[Exercise] The response must match the data below exactly, line for line.

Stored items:
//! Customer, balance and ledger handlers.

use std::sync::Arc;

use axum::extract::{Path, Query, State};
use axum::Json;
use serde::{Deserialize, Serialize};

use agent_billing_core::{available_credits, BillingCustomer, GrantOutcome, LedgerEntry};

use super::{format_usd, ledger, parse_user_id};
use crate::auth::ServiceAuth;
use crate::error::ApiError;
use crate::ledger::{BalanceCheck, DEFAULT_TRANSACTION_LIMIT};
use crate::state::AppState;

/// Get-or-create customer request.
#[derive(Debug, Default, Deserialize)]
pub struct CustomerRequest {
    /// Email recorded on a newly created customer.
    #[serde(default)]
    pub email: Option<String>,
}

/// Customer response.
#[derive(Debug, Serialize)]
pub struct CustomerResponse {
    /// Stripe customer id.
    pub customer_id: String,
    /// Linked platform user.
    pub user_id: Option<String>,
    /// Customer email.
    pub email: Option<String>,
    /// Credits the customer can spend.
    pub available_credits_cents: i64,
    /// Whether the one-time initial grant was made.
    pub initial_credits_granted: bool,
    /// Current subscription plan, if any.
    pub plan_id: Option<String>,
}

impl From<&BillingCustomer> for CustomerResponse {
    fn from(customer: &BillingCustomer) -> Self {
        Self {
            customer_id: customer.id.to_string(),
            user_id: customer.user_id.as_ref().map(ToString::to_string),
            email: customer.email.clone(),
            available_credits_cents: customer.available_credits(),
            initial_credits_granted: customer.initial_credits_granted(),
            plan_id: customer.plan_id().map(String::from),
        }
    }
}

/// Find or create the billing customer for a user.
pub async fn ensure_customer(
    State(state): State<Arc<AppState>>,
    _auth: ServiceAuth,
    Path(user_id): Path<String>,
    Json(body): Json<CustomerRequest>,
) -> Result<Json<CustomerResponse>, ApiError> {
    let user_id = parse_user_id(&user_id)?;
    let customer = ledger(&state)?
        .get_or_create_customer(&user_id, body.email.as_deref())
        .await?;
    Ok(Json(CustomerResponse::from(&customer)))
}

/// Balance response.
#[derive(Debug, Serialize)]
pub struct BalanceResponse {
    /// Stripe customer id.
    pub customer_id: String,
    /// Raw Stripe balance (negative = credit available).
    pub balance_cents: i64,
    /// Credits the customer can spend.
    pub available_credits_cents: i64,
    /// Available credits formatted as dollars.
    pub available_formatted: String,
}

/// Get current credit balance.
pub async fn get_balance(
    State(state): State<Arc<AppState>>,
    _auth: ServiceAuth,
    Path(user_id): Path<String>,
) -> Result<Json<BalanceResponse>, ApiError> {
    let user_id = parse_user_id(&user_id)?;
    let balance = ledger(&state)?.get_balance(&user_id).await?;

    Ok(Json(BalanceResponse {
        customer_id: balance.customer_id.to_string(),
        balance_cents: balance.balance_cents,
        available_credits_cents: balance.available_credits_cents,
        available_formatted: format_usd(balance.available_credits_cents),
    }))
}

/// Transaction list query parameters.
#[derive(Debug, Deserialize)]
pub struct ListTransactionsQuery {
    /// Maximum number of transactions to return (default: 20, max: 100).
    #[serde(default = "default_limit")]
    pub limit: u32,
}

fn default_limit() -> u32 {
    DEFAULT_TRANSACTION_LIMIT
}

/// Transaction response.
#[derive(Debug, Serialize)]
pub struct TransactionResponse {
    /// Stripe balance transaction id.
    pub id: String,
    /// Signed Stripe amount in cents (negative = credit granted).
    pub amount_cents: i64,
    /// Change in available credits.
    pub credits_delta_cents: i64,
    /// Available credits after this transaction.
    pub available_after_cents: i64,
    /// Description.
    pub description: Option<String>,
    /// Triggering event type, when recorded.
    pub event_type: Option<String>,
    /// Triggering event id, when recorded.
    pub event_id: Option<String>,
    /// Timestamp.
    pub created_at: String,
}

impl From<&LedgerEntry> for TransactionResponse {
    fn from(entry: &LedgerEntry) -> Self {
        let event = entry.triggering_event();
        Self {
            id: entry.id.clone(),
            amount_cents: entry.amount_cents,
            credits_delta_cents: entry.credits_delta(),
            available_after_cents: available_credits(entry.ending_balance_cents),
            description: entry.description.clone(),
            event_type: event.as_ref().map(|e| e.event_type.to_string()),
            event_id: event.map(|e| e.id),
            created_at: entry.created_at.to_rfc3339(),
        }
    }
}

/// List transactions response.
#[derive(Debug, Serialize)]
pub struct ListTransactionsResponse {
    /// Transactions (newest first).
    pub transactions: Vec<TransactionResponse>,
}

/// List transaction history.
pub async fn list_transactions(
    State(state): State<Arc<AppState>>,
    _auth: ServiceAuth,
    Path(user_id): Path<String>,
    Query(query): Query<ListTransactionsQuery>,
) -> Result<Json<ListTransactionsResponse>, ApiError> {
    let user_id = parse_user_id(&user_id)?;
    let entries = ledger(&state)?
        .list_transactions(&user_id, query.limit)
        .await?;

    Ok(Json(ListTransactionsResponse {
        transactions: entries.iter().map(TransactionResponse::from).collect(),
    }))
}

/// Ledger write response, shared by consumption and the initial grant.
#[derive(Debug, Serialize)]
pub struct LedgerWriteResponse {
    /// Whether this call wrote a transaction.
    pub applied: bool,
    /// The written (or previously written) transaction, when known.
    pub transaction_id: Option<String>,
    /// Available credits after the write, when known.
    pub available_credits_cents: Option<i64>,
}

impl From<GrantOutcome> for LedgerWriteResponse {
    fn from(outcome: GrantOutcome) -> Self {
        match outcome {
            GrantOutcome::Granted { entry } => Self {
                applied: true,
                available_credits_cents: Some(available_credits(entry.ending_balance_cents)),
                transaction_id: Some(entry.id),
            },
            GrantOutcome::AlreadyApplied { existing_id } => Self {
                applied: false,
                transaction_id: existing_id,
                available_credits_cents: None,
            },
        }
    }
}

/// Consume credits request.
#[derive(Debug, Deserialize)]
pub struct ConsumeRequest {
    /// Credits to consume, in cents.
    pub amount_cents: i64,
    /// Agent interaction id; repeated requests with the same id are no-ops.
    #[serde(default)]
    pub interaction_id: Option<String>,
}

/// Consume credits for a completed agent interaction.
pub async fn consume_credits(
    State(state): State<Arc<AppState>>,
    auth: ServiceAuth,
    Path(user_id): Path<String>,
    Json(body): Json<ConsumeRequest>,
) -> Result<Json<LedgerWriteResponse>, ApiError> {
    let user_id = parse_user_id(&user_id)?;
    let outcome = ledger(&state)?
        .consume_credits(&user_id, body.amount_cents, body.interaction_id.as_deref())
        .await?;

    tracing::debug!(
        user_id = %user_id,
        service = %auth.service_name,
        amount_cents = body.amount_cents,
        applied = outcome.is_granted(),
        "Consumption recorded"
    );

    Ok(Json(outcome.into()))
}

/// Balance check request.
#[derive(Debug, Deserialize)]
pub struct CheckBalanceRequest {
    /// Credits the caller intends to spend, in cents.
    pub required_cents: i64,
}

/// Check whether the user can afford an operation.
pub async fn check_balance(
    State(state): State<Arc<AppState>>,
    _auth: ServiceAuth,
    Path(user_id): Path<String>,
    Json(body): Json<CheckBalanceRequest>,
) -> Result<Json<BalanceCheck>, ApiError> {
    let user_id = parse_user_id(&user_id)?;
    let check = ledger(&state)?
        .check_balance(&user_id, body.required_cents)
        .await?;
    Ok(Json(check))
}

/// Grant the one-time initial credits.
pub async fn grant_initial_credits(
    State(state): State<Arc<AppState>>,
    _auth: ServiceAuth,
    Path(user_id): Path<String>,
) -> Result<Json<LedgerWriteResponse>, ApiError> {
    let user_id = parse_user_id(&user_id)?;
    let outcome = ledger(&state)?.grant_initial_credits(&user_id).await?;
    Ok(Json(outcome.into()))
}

[Output for this task]
//! Customer, balance and ledger handlers.

use std::sync::Arc;

use axum::extract::{Path, Query, State};
use axum::Json;
use serde::{Deserialize, Serialize};

use agent_billing_core::{available_credits, BillingCustomer, GrantOutcome, LedgerEntry};

use super::{format_usd, ledger, parse_user_id};
use crate::auth::ServiceAuth;
use crate::error::ApiError;
use crate::ledger::{BalanceCheck, DEFAULT_TRANSACTION_LIMIT};
use crate::state::AppState;

/// Get-or-create customer request.
#[derive(Debug, Default, Deserialize)]
pub struct CustomerRequest {
    /// Email recorded on a newly created customer.
    #[serde(default)]
    pub email: Option<String>,
}

/// Customer response.
#[derive(Debug, Serialize)]
pub struct CustomerResponse {
    /// Stripe customer id.
    pub customer_id: String,
    /// Linked platform user.
    pub user_id: Option<String>,
    /// Customer email.
    pub email: Option<String>,
    /// Credits the customer can spend.
    pub available_credits_cents: i64,
    /// Whether the one-time initial grant was made.
    pub initial_credits_granted: bool,
    /// Current subscription plan, if any.
    pub plan_id: Option<String>,
}

impl From<&BillingCustomer> for CustomerResponse {
    fn from(customer: &BillingCustomer) -> Self {
        Self {
            customer_id: customer.id.to_string(),
            user_id: customer.user_id.as_ref().map(ToString::to_string),
            email: customer.email.clone(),
            available_credits_cents: customer.available_credits(),
            initial_credits_granted: customer.initial_credits_granted(),
            plan_id: customer.plan_id().map(String::from),
        }
    }
}

/// Find or create the billing customer for a user.
pub async fn ensure_customer(
    State(state): State<Arc<AppState>>,
    _auth: ServiceAuth,
    Path(user_id): Path<String>,
    Json(body): Json<CustomerRequest>,
) -> Result<Json<CustomerResponse>, ApiError> {
    let user_id = parse_user_id(&user_id)?;
    let customer = ledger(&state)?
        .get_or_create_customer(&user_id, body.email.as_deref())
        .await?;
    Ok(Json(CustomerResponse::from(&customer)))
}

/// Balance response.
#[derive(Debug, Serialize)]
pub struct BalanceResponse {
    /// Stripe customer id.
    pub customer_id: String,
    /// Raw Stripe balance (negative = credit available).
    pub balance_cents: i64,
    /// Credits the customer can spend.
    pub available_credits_cents: i64,
    /// Available credits formatted as dollars.
    pub available_formatted: String,
}

/// Get current credit balance.
pub async fn get_balance(
    State(state): State<Arc<AppState>>,
    _auth: ServiceAuth,
    Path(user_id): Path<String>,
) -> Result<Json<BalanceResponse>, ApiError> {
    let user_id = parse_user_id(&user_id)?;
    let balance = ledger(&state)?.get_balance(&user_id).await?;

    Ok(Json(BalanceResponse {
        customer_id: balance.customer_id.to_string(),
        balance_cents: balance.balance_cents,
        available_credits_cents: balance.available_credits_cents,
        available_formatted: format_usd(balance.available_credits_cents),
    }))
}

/// Transaction list query parameters.
#[derive(Debug, Deserialize)]
pub struct ListTransactionsQuery {
    /// Maximum number of transactions to return (default: 20, max: 100).
    #[serde(default = "default_limit")]
    pub limit: u32,
}

fn default_limit() -> u32 {
    DEFAULT_TRANSACTION_LIMIT
}

/// Transaction response.
#[derive(Debug, Serialize)]
pub struct TransactionResponse {
    /// Stripe balance transaction id.
    pub id: String,
    /// Signed Stripe amount in cents (negative = credit granted).
    pub amount_cents: i64,
    /// Change in available credits.
    pub credits_delta_cents: i64,
    /// Available credits after this transaction.
    pub available_after_cents: i64,
    /// Description.
    pub description: Option<String>,
    /// Triggering event type, when recorded.
    pub event_type: Option<String>,
    /// Triggering event id, when recorded.
    pub event_id: Option<String>,
    /// Timestamp.
    pub created_at: String,
}

impl From<&LedgerEntry> for TransactionResponse {
    fn from(entry: &LedgerEntry) -> Self {
        let event = entry.triggering_event();
        Self {
            id: entry.id.clone(),
            amount_cents: entry.amount_cents,
            credits_delta_cents: entry.credits_delta(),
            available_after_cents: available_credits(entry.ending_balance_cents),
            description: entry.description.clone(),
            event_type: event.as_ref().map(|e| e.event_type.to_string()),
            event_id: event.map(|e| e.id),
            created_at: entry.created_at.to_rfc3339(),
        }
    }
}

/// List transactions response.
#[derive(Debug, Serialize)]
pub struct ListTransactionsResponse {
    /// Transactions (newest first).
    pub transactions: Vec<TransactionResponse>,
}

/// List transaction history.
pub async fn list_transactions(
    State(state): State<Arc<AppState>>,
    _auth: ServiceAuth,
    Path(user_id): Path<String>,
    Query(query): Query<ListTransactionsQuery>,
) -> Result<Json<ListTransactionsResponse>, ApiError> {
    let user_id = parse_user_id(&user_id)?;
    let entries = ledger(&state)?
        .list_transactions(&user_id, query.limit)
        .await?;

    Ok(Json(ListTransactionsResponse {
        transactions: entries.iter().map(TransactionResponse::from).collect(),
    }))
}

/// Ledger write response, shared by consumption and the initial grant.
#[derive(Debug, Serialize)]
pub struct LedgerWriteResponse {
    /// Whether this call wrote a transaction.
    pub applied: bool,
    /// The written (or previously written) transaction, when known.
    pub transaction_id: Option<String>,
    /// Available credits after the write, when known.
    pub available_credits_cents: Option<i64>,
}

impl From<GrantOutcome> for LedgerWriteResponse {
    fn from(outcome: GrantOutcome) -> Self {
        match outcome {
            GrantOutcome::Granted { entry } => Self {
                applied: true,
                available_credits_cents: Some(available_credits(entry.ending_balance_cents)),
                transaction_id: Some(entry.id),
            },
            GrantOutcome::AlreadyApplied { existing_id } => Self {
                applied: false,
                transaction_id: existing_id,
                available_credits_cents: None,
            },
        }
    }
}

/// Consume credits request.
#[derive(Debug, Deserialize)]
pub struct ConsumeRequest {
    /// Credits to consume, in cents.
    pub amount_cents: i64,
    /// Agent interaction id; repeated requests with the same id are no-ops.
    #[serde(default)]
    pub interaction_id: Option<String>,
}

/// Consume credits for a completed agent interaction.
pub async fn consume_credits(
    State(state): State<Arc<AppState>>,
    auth: ServiceAuth,
    Path(user_id): Path<String>,
    Json(body): Json<ConsumeRequest>,
) -> Result<Json<LedgerWriteResponse>, ApiError> {
    let user_id = parse_user_id(&user_id)?;
    let outcome = ledger(&state)?
        .consume_credits(&user_id, body.amount_cents, body.interaction_id.as_deref())
        .await?;

    tracing::debug!(
        user_id = %user_id,
        service = %auth.service_name,
        amount_cents = body.amount_cents,
        applied = outcome.is_granted(),
        "Consumption recorded"
    );

    Ok(Json(outcome.into()))
}

/// Balance check request.
#[derive(Debug, Deserialize)]
pub struct CheckBalanceRequest {
    /// Credits the caller intends to spend, in cents.
    pub required_cents: i64,
}

/// Check whether the user can afford an operation.
pub async fn check_balance(
    State(state): State<Arc<AppState>>,
    _auth: ServiceAuth,
    Path(user_id): Path<String>,
    Json(body): Json<CheckBalanceRequest>,
) -> Result<Json<BalanceCheck>, ApiError> {
    let user_id = parse_user_id(&user_id)?;
    let check = ledger(&state)?
        .check_balance(&user_id, body.required_cents)
        .await?;
    Ok(Json(check))
}

/// Grant the one-time initial credits.
pub async fn grant_initial_credits(
    State(state): State<Arc<AppState>>,
    _auth: ServiceAuth,
    Path(user_id): Path<String>,
) -> Result<Json<LedgerWriteResponse>, ApiError> {
    let user_id = parse_user_id(&user_id)?;
    let outcome = ledger(&state)?.grant_initial_credits(&user_id).await?;
    Ok(Json(outcome.into()))
}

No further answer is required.